*Exercise instructions*
Report all lines below with the word "chat".

Extracted data entries:
########
/// Configuration management for the Gateflow engine
///
/// Handles server binding, engine limits and the settings of built-in nodes
/// that reach external services.

use serde::{Deserialize, Serialize};
use std::time::Duration;

/// Main application configuration
#[derive(Debug, Clone, Default, Serialize, Deserialize)]
pub struct Config {
    /// Server configuration
    pub server: ServerConfig,
    /// Engine configuration
    pub engine: EngineConfig,
    /// Built-in node configuration
    pub nodes: NodesConfig,
}

/// HTTP server configuration
#[derive(Debug, Clone, Serialize, Deserialize)]
pub struct ServerConfig {
    /// Server bind address (e.g., "0.0.0.0")
    pub host: String,
    /// Server port number
    pub port: u16,
}

/// Execution engine configuration
#[derive(Debug, Clone, Default, Serialize, Deserialize)]
pub struct EngineConfig {
    /// Per-node computation limit in milliseconds; unset waits indefinitely
    pub node_timeout_ms: Option<u64>,
}

impl EngineConfig {
    pub fn node_timeout(&self) -> Option<Duration> {
        self.node_timeout_ms.map(Duration::from_millis)
    }
}

/// Settings for built-in nodes that call out of process
#[derive(Debug, Clone, Serialize, Deserialize)]
pub struct NodesConfig {
    /// OpenAI-compatible chat completions endpoint
    pub llm_api_url: String,
    /// Model name sent with every prompt
    pub llm_model: String,
    /// Bearer token; prompt nodes fail when unset
    #[serde(skip_serializing)]
    pub llm_api_key: Option<String>,
}

impl Default for ServerConfig {
    /// Default configuration with ENV_VAR support for container deployment
    fn default() -> Self {
        Self {
            host: std::env::var("GATEFLOW_HOST").unwrap_or_else(|_| "0.0.0.0".to_string()),
            port: std::env::var("GATEFLOW_PORT")
                .unwrap_or_else(|_| "3004".to_string())
                .parse()
                .unwrap_or(3004),
        }
    }
}

impl Default for NodesConfig {
    fn default() -> Self {
        Self {
            llm_api_url: std::env::var("GATEFLOW_LLM_API_URL")
                .unwrap_or_else(|_| "https://api.openai.com/v1/chat/completions".to_string()),
            llm_model: std::env::var("GATEFLOW_LLM_MODEL").unwrap_or_else(|_| "gpt-4o-mini".to_string()),
            llm_api_key: std::env::var("GATEFLOW_LLM_API_KEY").ok().filter(|key| !key.is_empty()),
        }
    }
}

impl Config {
    /// Defaults plus `GATEFLOW_NODE_TIMEOUT_MS`
    pub fn from_env() -> Self {
        Self {
            engine: EngineConfig {
                node_timeout_ms: std::env::var("GATEFLOW_NODE_TIMEOUT_MS")
                    .ok()
                    .and_then(|ms| ms.parse().ok()),
            },
            ..Self::default()
        }
    }
}

#[cfg(test)]
mod tests {
    use super::*;

    #[test]
    fn timeout_is_off_by_default() {
        assert_eq!(EngineConfig::default().node_timeout(), None);
        let config = EngineConfig {
            node_timeout_ms: Some(250),
        };
        assert_eq!(config.node_timeout(), Some(Duration::from_millis(250)));
    }

    #[test]
    fn api_key_is_not_serialized() {
        let nodes = NodesConfig {
            llm_api_url: "http://localhost/v1/chat/completions".into(),
            llm_model: "test".into(),
            llm_api_key: Some("secret".into()),
        };
        let value = serde_json::to_value(&nodes).unwrap();
        assert!(value.get("llm_api_key").is_none());
        assert_eq!(value["llm_model"], "test");
    }
}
########
*Finished exercise*
    /// OpenAI-compatible chat completions endpoint
                .unwrap_or_else(|_| "https://api.openai.com/v1/chat/completions".to_string()),
            llm_api_url: "http://localhost/v1/chat/completions".into(),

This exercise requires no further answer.